*EXCERPTED RECORDS*
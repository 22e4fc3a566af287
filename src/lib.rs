#![doc(test(attr(deny(warnings))))]

//! Invitation Studio edits wedding invitation templates progressively: the
//! user's explicit edits override template defaults field by field, and the
//! merge produces render-ready props for every section.

pub mod cli;
pub mod errors;
pub mod utils;

pub use errors::StudioError;

use std::sync::Once;

static INIT_TRACING: Once = Once::new();

/// Initializes global tracing and emits a startup info log.
pub fn init() {
    INIT_TRACING.call_once(|| {
        utils::init_tracing();
        tracing::info!("Invitation Studio tracing initialized.");
    });
}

*PROBLEM TO SOLVE*
An exact copy of the data, with every line intact, is the required answer.

*RESPONSE*
repository 22e4fc3a566af287
filename src/lib.rs
#![doc(test(attr(deny(warnings))))]

//! Invitation Studio edits wedding invitation templates progressively: the
//! user's explicit edits override template defaults field by field, and the
//! merge produces render-ready props for every section.

pub mod cli;
pub mod errors;
pub mod utils;

pub use errors::StudioError;

use std::sync::Once;

static INIT_TRACING: Once = Once::new();

/// Initializes global tracing and emits a startup info log.
pub fn init() {
    INIT_TRACING.call_once(|| {
        utils::init_tracing();
        tracing::info!("Invitation Studio tracing initialized.");
    });
}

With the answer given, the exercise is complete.